Why use SAJ or its alternatives?

If a credit union is running a lot of repgens that are taking too much time (wall clock time) and the credit union has a multiple CPU machine, then in some cases, not all, some speedup can be obtained by running in parallel. Typically, more speedup can be obtained by getting new hardware and for most credit unions the speedup using SAJ will be marginal.

The same speedup (or possibly more) can be better obtained via the use of repgen "stacking" which is discussed in another section of this document. SMA Technologies recommends using SAJ as a last resort.

Common Problems when Running in Parallel

No one can definitively state which programs can safely run together (unless they have access to ALL the source code involved and perform an in-depth code review).

The parallel mode is assumed to always give a better result, which is often not true. This comes from multiple tests at client sites by SMA Technologies.

Splits and joins are sometimes employed to overcome poor repgen coding or poor batch job design.

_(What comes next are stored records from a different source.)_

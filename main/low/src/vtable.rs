//! Pure-Rust construction of C++ vtables.
//!
//! A C++ object with virtual functions starts with a pointer (the *vptr*) into a table of function
//! pointers. In front of the function pointers, both supported ABIs place a small prefix:
//!
//! - Itanium C++ ABI: `offset_to_top` followed by a pointer to the RTTI `type_info`
//! - MSVC: a pointer to the RTTI complete object locator
//!
//! The vptr points *past* that prefix, at the first virtual function. REAPER never uses
//! `dynamic_cast` or `typeid` on plug-in provided objects, so the RTTI pointer is left null.
use std::os::raw::c_void;
use std::ptr::null;

#[cfg(all(windows, target_arch = "x86"))]
compile_error!(
    "32-bit Windows passes `this` via the thiscall convention, which can't be expressed with \
     extern \"C\" function pointers. Only 64-bit Windows is supported."
);

/// Number of vtable slots occupied by a virtual destructor.
///
/// Itanium emits a complete object destructor and a deleting destructor, MSVC a single scalar
/// deleting destructor.
#[cfg(not(target_env = "msvc"))]
pub const DESTRUCTOR_SLOT_COUNT: usize = 2;
#[cfg(target_env = "msvc")]
pub const DESTRUCTOR_SLOT_COUNT: usize = 1;

/// The vtable entries of a virtual destructor of class `T`.
#[repr(C)]
pub struct VirtualDestructor<T> {
    /// Destroys the object but doesn't free its memory.
    #[cfg(not(target_env = "msvc"))]
    pub complete: unsafe extern "C" fn(this: *mut T),
    /// Destroys the object and frees its memory. That's what `delete obj` calls.
    #[cfg(not(target_env = "msvc"))]
    pub deleting: unsafe extern "C" fn(this: *mut T),
    /// Destroys the object and frees its memory if bit 0 of `flags` is set.
    #[cfg(target_env = "msvc")]
    pub scalar_deleting:
        unsafe extern "C" fn(this: *mut T, flags: std::os::raw::c_uint) -> *mut c_void,
}

impl<T> VirtualDestructor<T> {
    /// Does what C++ `delete obj` does.
    ///
    /// # Safety
    ///
    /// `this` must point to a valid object whose vtable contains this destructor. The object must
    /// not be used anymore afterwards.
    pub unsafe fn delete(&self, this: *mut T) {
        #[cfg(not(target_env = "msvc"))]
        (self.deleting)(this);
        #[cfg(target_env = "msvc")]
        (self.scalar_deleting)(this, 1);
    }

    /// Does what an explicit destructor call `obj->~T()` does: destroys the object without freeing
    /// its memory.
    ///
    /// # Safety
    ///
    /// Same as [`delete()`](#method.delete). The memory must be freed by its owner afterwards.
    pub unsafe fn destruct(&self, this: *mut T) {
        #[cfg(not(target_env = "msvc"))]
        (self.complete)(this);
        #[cfg(target_env = "msvc")]
        (self.scalar_deleting)(this, 0);
    }
}

/// A complete vtable including the ABI-specific prefix.
///
/// Instances are meant to live in statics. Take the vptr via [`vptr()`](#method.vptr).
#[repr(C)]
pub struct CppVtable<V> {
    #[cfg(not(target_env = "msvc"))]
    offset_to_top: isize,
    rtti: *const c_void,
    methods: V,
}

// The RTTI pointer is always null and the methods are plain function pointers.
unsafe impl<V: Sync> Sync for CppVtable<V> {}

impl<V> CppVtable<V> {
    pub const fn new(methods: V) -> Self {
        Self {
            #[cfg(not(target_env = "msvc"))]
            offset_to_top: 0,
            rtti: null(),
            methods,
        }
    }

    /// Returns what C++ stores in the first word of each object.
    pub fn vptr(&'static self) -> *const V {
        &self.methods
    }
}
#[cfg(test)]
mod tests {
    use super::*;
    use crate::{create_custom_owned_project_state_context, CustomProjectStateContext, ReaperString};
    use c_str_macro::c_str;
    use std::collections::VecDeque;
    use std::sync::atomic::{AtomicUsize, Ordering};
    use std::sync::{Arc, Mutex};

    struct TestSource {
        live_instances: Arc<AtomicUsize>,
        loaded: Arc<Mutex<Vec<String>>>,
    }

    impl TestSource {
        fn new(live_instances: Arc<AtomicUsize>) -> Self {
            live_instances.fetch_add(1, Ordering::SeqCst);
            Self {
                live_instances,
                loaded: Default::default(),
            }
        }
    }

    impl Drop for TestSource {
        fn drop(&mut self) {
            self.live_instances.fetch_sub(1, Ordering::SeqCst);
        }
    }

    impl CustomPcmSource for TestSource {
        fn duplicate(&mut self) -> Option<Self> {
            Some(TestSource::new(self.live_instances.clone()))
        }

        fn is_available(&mut self) -> bool {
            true
        }

        fn get_type(&mut self) -> &ReaperStr {
            unsafe { ReaperStr::from_ptr(c_str!("TEST").as_ptr()) }
        }

        fn get_num_channels(&mut self) -> u32 {
            2
        }

        fn get_sample_rate(&mut self) -> Hz {
            Hz::new(48000.0)
        }

        fn get_length(&mut self) -> DurationInSeconds {
            DurationInSeconds::new(4.0)
        }

        unsafe fn get_samples(&mut self, _: *mut raw::PCM_source_transfer_t) {}

        fn save_state(&mut self, context: &mut BorrowedProjectStateContext) {
            context.add_line("FILE \"drums.wav\"");
        }

        fn load_state(
            &mut self,
            first_line: &ReaperStr,
            context: &mut BorrowedProjectStateContext,
        ) -> bool {
            let mut loaded = self.loaded.lock().unwrap();
            loaded.push(first_line.to_str().to_owned());
            while let Some(line) = context.get_line() {
                loaded.push(line.into_string());
            }
            true
        }
    }

    #[derive(Default)]
    struct Chunk {
        written: Arc<Mutex<Vec<String>>>,
        to_read: VecDeque<ReaperString>,
        current: Option<ReaperString>,
    }

    impl CustomProjectStateContext for Chunk {
        fn add_line(&mut self, line: &ReaperStr) {
            self.written.lock().unwrap().push(line.to_str().to_owned());
        }

        fn get_line(&mut self) -> Option<&ReaperStr> {
            self.current = self.to_read.pop_front();
            self.current.as_deref()
        }
    }

    #[test]
    fn accessors_reach_custom_source() {
        let source =
            create_custom_owned_pcm_source(TestSource::new(Default::default())).unwrap();
        let borrowed = source.as_ref();
        assert!(borrowed.is_available());
        assert_eq!(
            borrowed.get_type(|t| t.map(|t| t.to_str().to_owned())),
            Ok("TEST".to_owned())
        );
        assert_eq!(borrowed.get_file_name(|n| n.is_none()), true);
        assert!(borrowed.set_file_name(Some("other.wav")).is_err());
        assert_eq!(borrowed.get_num_channels(), 2);
        assert_eq!(borrowed.get_sample_rate(), Some(Hz::new(48000.0)));
        assert_eq!(borrowed.get_length(), Some(DurationInSeconds::new(4.0)));
        assert_eq!(borrowed.get_length_beats(), None);
        assert_eq!(borrowed.get_bits_per_sample(), None);
        assert_eq!(borrowed.get_preferred_position(), None);
        assert!(!borrowed.peaks_build_begin());
    }

    #[test]
    fn duplicate_is_freed_when_dropped() {
        // Given
        let live_instances = Arc::new(AtomicUsize::new(0));
        let source = create_custom_owned_pcm_source(TestSource::new(live_instances.clone()))
            .unwrap();
        // When
        let duplicate = source.as_ref().duplicate().unwrap();
        // Then
        assert_eq!(live_instances.load(Ordering::SeqCst), 2);
        assert_eq!(duplicate.get_length(), Some(DurationInSeconds::new(4.0)));
        // When
        drop(duplicate);
        // Then
        assert_eq!(live_instances.load(Ordering::SeqCst), 1);
        drop(source);
        assert_eq!(live_instances.load(Ordering::SeqCst), 0);
    }

    #[test]
    fn state_goes_through_project_state_context() {
        // Given
        let test_source = TestSource::new(Default::default());
        let loaded = test_source.loaded.clone();
        let source = create_custom_owned_pcm_source(test_source).unwrap();
        let written = Arc::new(Mutex::new(vec![]));
        let mut save_context = create_custom_owned_project_state_context(Chunk {
            written: written.clone(),
            ..Default::default()
        })
        .unwrap();
        let mut load_context = create_custom_owned_project_state_context(Chunk {
            to_read: vec![ReaperString::from_str_truncating("FILE \"bass.wav\"")].into(),
            ..Default::default()
        })
        .unwrap();
        // When
        source.as_ref().save_state(save_context.as_mut());
        let result = source
            .as_ref()
            .load_state("<SOURCE TEST", load_context.as_mut());
        // Then
        assert_eq!(*written.lock().unwrap(), vec!["FILE \"drums.wav\""]);
        assert!(result.is_ok());
        assert_eq!(
            *loaded.lock().unwrap(),
            vec!["<SOURCE TEST", "FILE \"bass.wav\""]
        );
    }
}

Instead of analyzing why processing is taking an excessive amount of time, the "quick and dirty" solution is to throw in a split. Often, the judicious use of repgen stacking will improve performance much more significantly than by using splits and joins.

Running concurrent jobs through RSJ instead of SAJ provides MUCH more user control over the timing and mix of the workload.

Command Line Options

SAJ SYMnnn JOBFILE [RESTART_POINT]

Differences between RSJ and SAJ

  • -E switch is not supported in SAJ.

  • -d switch is not supported in SAJ.

  • -D switch is not supported in SAJ.

    • Generally speaking, command line switches that are known in RSJ are ignored by SAJ.
    • If specified, the RESTART_POINT must be in the initial (main) job file. SAJ will not recognize a restart point in any other file.
    • SAJ will recognize %SPLIT and %JOIN directives in the initial (main) job file only. SAJ ignores all directives in any other files.
    • RSJ log files display any errors encountered at the bottom of the log. Because errors can occur in any split process, errors in SAJ are no longer at the bottom of the file – they can be anywhere in the file.
    • SAJ has its own set of errors that are different from RSJ.
    • SAJ will recognize all RSJ errors and consider the job failed if the RSJ exits with a non-zero value (regardless of ERROR_LEVEL settings).
    • SAJ will not process RSJ directives in the exact same manner as RSJ.
    • SAJ has two new directives SKIP_SECTION and END_SKIP_SECTION. These directives are to help users in error recovery. These directives tell SAJ when to start ignoring commands and when to start processing commands again. RSJ does not know how to process these directives.
    • SAJ will execute any ";SCRIPT" directive in all downstream splits. RSJ will only execute the ";SCRIPT" directive once. It is highly recommended to avoid the use of the ";SCRIPT" command in the main batch job.
    • SAJ "stacks" all RSJ commands and prepends them onto each subsequent split job. This causes a divergence with RSJ processing algorithms.

SAJ Restrictions

For best results when using directives, place them either in the SMA_DEFAULTS file or include them via the %JOBFILE command. Avoid the use of ";SCRIPT" directives in the main job file (the script will be executed in all split job files).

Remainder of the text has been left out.